About half of family-controlled conglomerates, known as chaebol, saw their debt ratio also increase, according to the data compiled by Chaebul.com, which tracks the country's conglomerates.
The total debt of the 30 conglomerates amounted to 574.9 trillion won at the end of last year, up 83 percent from 261.1 trillion won in 2007, Chaebul.com said.
In comparison, the country's national debt stood at 443.1 trillion won last year. It is projected to expand to 480.3 trillion won this year and 515.2 trillion won next year.
The website said chaebol's debt ratio fell to 88.7 percent in 2012 from 95.3 percent in 2007. Still, the average debt ratio of 28 other conglomerates, excluding Samsung Group and Hyundai Motor Group, edged up to 115.4 percent in 2012 from 113.7 percent in 2007.
Samsung Group is South Korea's largest family-controlled conglomerate, and one of its flagship units is Samsung Electronics Co., the world's top maker of smartphones. Hyundai Motor Group, the world's fifth-largest carmaker, is the country's No. 2 conglomerate.
The data findings indicate that financial health of 28 chaebol worsened in five years.
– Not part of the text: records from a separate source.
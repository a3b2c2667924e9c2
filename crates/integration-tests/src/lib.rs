//! Integration tests for the cushion catalog.
//!
//! Each test spawns the real catalog router on an ephemeral port, backed by
//! in-memory key-value and object stores, and drives it over HTTP with the
//! storefront [`CatalogClient`].
//!
//! # Running Tests
//!
//! ```bash
//! cargo test -p cushion-integration-tests
//! ```
//!
//! # Test Categories
//!
//! - `catalog_fabrics` - Fabric CRUD and client cache coherence
//! - `catalog_sync` - Storage sync, cleanup and storage browsing
//! - `catalog_admin` - Admin roles and first-admin bootstrap

#![cfg_attr(not(test), forbid(unsafe_code))]

use std::{net::SocketAddr, sync::Arc};

use cushion_server::{
    config::HttpConfig, kv::MemoryKvStore, state::AppState, storage::MemoryStorage,
};
use cushion_storefront::{CatalogClient, ClientConfig};
use tokio::{net::TcpListener, task::JoinHandle};
use url::Url;

/// A catalog server running on a local port.
///
/// The server task is aborted when this is dropped.
pub struct TestServer {
    pub addr: SocketAddr,
    pub storage: Arc<MemoryStorage>,
    pub kv: Arc<MemoryKvStore>,
    handle: JoinHandle<()>,
}

impl TestServer {
    /// Start a server with empty stores, mounted under `/api`.
    ///
    /// # Panics
    ///
    /// Panics if no local port can be bound.
    pub async fn spawn() -> Self {
        let storage = Arc::new(MemoryStorage::new());
        let kv = Arc::new(MemoryKvStore::new());
        let state = AppState::new(kv.clone(), storage.clone());
        let app = cushion_server::app(state, &HttpConfig::default());

        let listener = TcpListener::bind("127.0.0.1:0")
            .await
            .expect("Failed to bind test listener");
        let addr = listener.local_addr().expect("Listener has no address");

        let handle = tokio::spawn(async move {
            let _ = axum::serve(listener, app).await;
        });

        Self {
            addr,
            storage,
            kv,
            handle,
        }
    }

    /// Base URL of the API, e.g. `http://127.0.0.1:4321/api`.
    ///
    /// # Panics
    ///
    /// Panics if the address does not form a valid URL.
    #[must_use]
    pub fn api_url(&self) -> Url {
        Url::parse(&format!("http://{}/api", self.addr)).expect("Invalid test server URL")
    }

    /// A fresh client with its own empty cache.
    ///
    /// # Panics
    ///
    /// Panics if the HTTP client fails to build.
    #[must_use]
    pub fn client(&self) -> CatalogClient {
        CatalogClient::new(&ClientConfig::new(self.api_url()))
            .expect("Failed to create catalog client")
    }
}

impl Drop for TestServer {
    fn drop(&mut self) {
        self.handle.abort();
    }
}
One of the 28 conglomerates is Tong Yang Group, whose debt ratio jumped to 1,231 percent in 2012, from 146 percent in 2007.
On Monday, Tong Yang Group's three units -- Tongyang Inc., Tong Yang Leisure Co. and Tongyang International Inc. -- filed for court receivership to try to avert bankruptcy.
Tong Yang Group is South Korea's 29th-largest conglomerate, though its asset ranking is pushed to 38th place when non-chaebol companies such as steel-making giant POSCO are included, and public companies are excluded in the list, according to Chaebul.com.
Jeong Sun-sup, the head of Chaebul.com, warned that the growing debt could cause trouble for the country's economy unless the debt is properly managed.